And as we approach the feast of the Nativity, that's a fairly good meditation on incarnation -- Cur Deus homo.

Niby filozof said...

America is not part of the West. It is America. In the West, in continental Europe with the exception of the Germanic lands, there was one religion - the Apostolic Catholic Orthodox Faith. America is not the West. Mexico is the West but American civilisation resembles more China or India than Italy and Frnace. Also I question on how much England is part of the West. Europe is the Faith and the Faith is Europe, the Faith is Catholic, Europe is Catholic. There is no such thing as a Europe that is not Catholic-Orthodox. Germany, Scandinavia and the British Isles are Asian, more like Turks than Romans. Wakeup Anglo-Saxons, you are not the West, you were 500 years ago but now you are not. Awake, o Anglo-Saxons!

Terry (John) said...

Thanks, Tomasz for your comments, though I find it hard to agree with them.

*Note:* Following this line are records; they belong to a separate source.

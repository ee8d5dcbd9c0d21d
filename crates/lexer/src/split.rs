// Nesting-aware splitter
//
// Walks the symbol stream with an explicit angle-bracket depth and an
// accumulator, cutting the input only where the split predicate matches at
// depth zero.

use crate::symbol::{scan, Symbol};
use std::ops::Range;

/// A top-level slice of the input produced by [`split_spanned`].
#[derive(Debug, Clone, PartialEq, Eq)]
pub struct Piece {
    pub text: String,
    pub span: Range<usize>,
}

/// Generic-nesting depth of the scan so far.
#[derive(Debug, Default, Clone, Copy)]
struct Depth(usize);

impl Depth {
    fn update(&mut self, symbol: Symbol) {
        match symbol {
            Symbol::LAngle => self.0 += 1,
            Symbol::RAngle => self.0 = self.0.saturating_sub(1),
            // A metadata separator always closes whatever was open before it
            Symbol::DoubleColon => self.0 = 0,
            _ => {}
        }
    }

    fn is_top_level(self) -> bool {
        self.0 == 0
    }
}

pub fn is_arrow(symbol: Symbol) -> bool {
    symbol == Symbol::Arrow
}

pub fn is_double_colon(symbol: Symbol) -> bool {
    symbol == Symbol::DoubleColon
}

pub fn is_comma(symbol: Symbol) -> bool {
    symbol == Symbol::Comma
}

pub fn is_subtype_delimiter(symbol: Symbol) -> bool {
    symbol.is_subtype_delimiter()
}

/// Split `input` on every depth-zero symbol matching `is_split`, keeping the
/// byte range each piece came from.
///
/// Empty pieces between consecutive delimiters are kept; a trailing empty
/// piece is dropped. Escapes are copied verbatim and never split on.
pub fn split_spanned<F>(is_split: F, input: &str) -> Vec<Piece>
where
    F: Fn(Symbol) -> bool,
{
    let mut pieces = Vec::new();
    let mut current = String::new();
    let mut start = 0;
    let mut depth = Depth::default();

    for spanned in scan(input) {
        depth.update(spanned.symbol);

        if is_split(spanned.symbol) && depth.is_top_level() {
            pieces.push(Piece {
                text: std::mem::take(&mut current),
                span: start..spanned.span.start,
            });
            start = spanned.span.end;
            continue;
        }

        current.push_str(spanned.text);
    }

    if !current.is_empty() {
        pieces.push(Piece {
            text: current,
            span: start..input.len(),
        });
    }

    pieces
}

/// Split `input` on every depth-zero symbol matching `is_split`.
pub fn split_on_symbol<F>(is_split: F, input: &str) -> Vec<String>
where
    F: Fn(Symbol) -> bool,
{
    split_spanned(is_split, input)
        .into_iter()
        .map(|piece| piece.text)
        .collect()
}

While America is indeed unique, it is absolutely part of "the West," and I don't mean this in any sort of defensive, knee-jerk sort of way--my main complaints with American culture have to do with our slant on this very same Western culture. From you comments, I infer that you describe "the West" as being Catholic Europe, which would exclude Scandanavia, much of Germany, England, and by extension, America. I am certainly no fan of the Reformation and the religious confusion and loss of faith it has wrought, but to conclude Protestant Europe to be no longer European is more than a little extreme. You claim Mexico is the West, but America isn't. This is interesting--here again, I am assuming you are basing this on the Catholicism of the 2 societies. If America is not yet a majority Catholic nation, it is well on its way to becoming one. Catholics already far outnumber the next nearest religious group-the Southern Baptists. You also claim that we are more like India and China than France and Italy, and that Protestant Europeans are more like Turks than Romans! I would be interested to know exactly, how? I know more Turks than I do Italians, so I do not necessarily consider that a slam.

I do agree with your H. Belloc quote: "Europe is the Faith, and the Faith is Europe." A Europe set adrift from its Christian moorings, will in time cease to be Europe. But, you sound a cal for the "Anglo-Saxons," (meaning Protestants) to awake. Sadly, from what I read and have observed first hand, Catholic Europe (France, Italy, Spain) is every bit as aslumber as the rest.